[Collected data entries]
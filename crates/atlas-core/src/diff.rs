//! Entity-level diff between two indexing passes

use std::collections::{BTreeMap, BTreeSet};

use serde::{Deserialize, Serialize};

use crate::dependency::Dependency;
use crate::snapshot::{IndexSnapshot, SnapshotEntity};

/// Changes between an old and a new snapshot, keyed by entity ID.
///
/// All lists are sorted by ID so the diff itself is deterministic.
#[derive(Debug, Clone, Default, PartialEq, Eq, Serialize, Deserialize)]
pub struct EntityDiff {
    /// IDs present only in the new snapshot.
    pub added: Vec<String>,
    /// IDs present only in the old snapshot.
    pub removed: Vec<String>,
    /// Same ID, different signature hash.
    pub signature_changed: Vec<String>,
    /// Same ID, different body hash.
    pub body_changed: Vec<String>,
    /// Edges present only in the new snapshot.
    pub added_dependencies: Vec<Dependency>,
    /// Edges present only in the old snapshot.
    pub removed_dependencies: Vec<Dependency>,
}

impl EntityDiff {
    pub fn compute(old: &IndexSnapshot, new: &IndexSnapshot) -> Self {
        let old_map = by_id(&old.entities);
        let new_map = by_id(&new.entities);

        let mut diff = EntityDiff::default();

        for (id, new_entity) in &new_map {
            match old_map.get(id) {
                None => diff.added.push((*id).to_string()),
                Some(old_entity) => {
                    if old_entity.entity.sig_hash != new_entity.entity.sig_hash {
                        diff.signature_changed.push((*id).to_string());
                    }
                    if old_entity.entity.body_hash != new_entity.entity.body_hash {
                        diff.body_changed.push((*id).to_string());
                    }
                }
            }
        }

        diff.removed = old_map
            .keys()
            .filter(|id| !new_map.contains_key(*id))
            .map(|id| (*id).to_string())
            .collect();

        let old_deps: BTreeSet<String> = old.dependencies.iter().map(edge_key).collect();
        let new_deps: BTreeSet<String> = new.dependencies.iter().map(edge_key).collect();
        diff.added_dependencies = new
            .dependencies
            .iter()
            .filter(|d| !old_deps.contains(&edge_key(d)))
            .cloned()
            .collect();
        diff.removed_dependencies = old
            .dependencies
            .iter()
            .filter(|d| !new_deps.contains(&edge_key(d)))
            .cloned()
            .collect();

        diff
    }

    /// Check if this diff is empty (no changes).
    pub fn is_empty(&self) -> bool {
        self.added.is_empty()
            && self.removed.is_empty()
            && self.signature_changed.is_empty()
            && self.body_changed.is_empty()
            && self.added_dependencies.is_empty()
            && self.removed_dependencies.is_empty()
    }

    /// IDs whose entity changed in any way.
    pub fn changed_ids(&self) -> BTreeSet<&str> {
        self.added
            .iter()
            .chain(&self.removed)
            .chain(&self.signature_changed)
            .chain(&self.body_changed)
            .map(String::as_str)
            .collect()
    }
}

fn by_id(entities: &[SnapshotEntity]) -> BTreeMap<&str, &SnapshotEntity> {
    entities.iter().map(|e| (e.id.as_str(), e)).collect()
}

/// Edge identity ignores location: a call moving within its caller is not a new edge.
fn edge_key(dep: &Dependency) -> String {
    format!(
        "{}|{}|{}|{}|{}",
        dep.from_id,
        dep.dep_type,
        dep.to_name,
        dep.to_qualified.as_deref().unwrap_or(""),
        dep.to_id
    )
}
//! Test utilities for atlas-indexer

use std::fs;

use tempfile::TempDir;

/// Create a temporary repository containing `files` as (relative path, content).
pub fn create_repo(files: &[(&str, &str)]) -> TempDir {
    let temp_dir = TempDir::new().unwrap();
    for (path, content) in files {
        let full = temp_dir.path().join(path);
        if let Some(parent) = full.parent() {
            fs::create_dir_all(parent).unwrap();
        }
        fs::write(full, content).unwrap();
    }
    temp_dir
}

/// A small Go + Python repository with cross-file references.
pub fn create_mixed_repo() -> TempDir {
    create_repo(&[
        (
            "svc/server.go",
            r#"package svc

type Server struct {
	Addr string
}

func NewServer(addr string) *Server {
	return &Server{Addr: addr}
}

func (s *Server) Start() error {
	return listen(s.Addr)
}
"#,
        ),
        (
            "svc/net.go",
            r#"package svc

func listen(addr string) error {
	return nil
}
"#,
        ),
        (
            "tools/report.py",
            r#"class Report:
    def render(self):
        return format_rows(self)


def format_rows(report):
    return []
"#,
        ),
        ("README.md", "# not indexed\n"),
    ])
}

-- Work instruction --
Up to and including the line with "for (id, new_entity)", transcribe the entries above exactly, starting from their first line.

-- The completed task --
filename crates/atlas-core/src/diff.rs
//! Entity-level diff between two indexing passes

use std::collections::{BTreeMap, BTreeSet};

use serde::{Deserialize, Serialize};

use crate::dependency::Dependency;
use crate::snapshot::{IndexSnapshot, SnapshotEntity};

/// Changes between an old and a new snapshot, keyed by entity ID.
///
/// All lists are sorted by ID so the diff itself is deterministic.
#[derive(Debug, Clone, Default, PartialEq, Eq, Serialize, Deserialize)]
pub struct EntityDiff {
    /// IDs present only in the new snapshot.
    pub added: Vec<String>,
    /// IDs present only in the old snapshot.
    pub removed: Vec<String>,
    /// Same ID, different signature hash.
    pub signature_changed: Vec<String>,
    /// Same ID, different body hash.
    pub body_changed: Vec<String>,
    /// Edges present only in the new snapshot.
    pub added_dependencies: Vec<Dependency>,
    /// Edges present only in the old snapshot.
    pub removed_dependencies: Vec<Dependency>,
}

impl EntityDiff {
    pub fn compute(old: &IndexSnapshot, new: &IndexSnapshot) -> Self {
        let old_map = by_id(&old.entities);
        let new_map = by_id(&new.entities);

        let mut diff = EntityDiff::default();

        for (id, new_entity) in &new_map {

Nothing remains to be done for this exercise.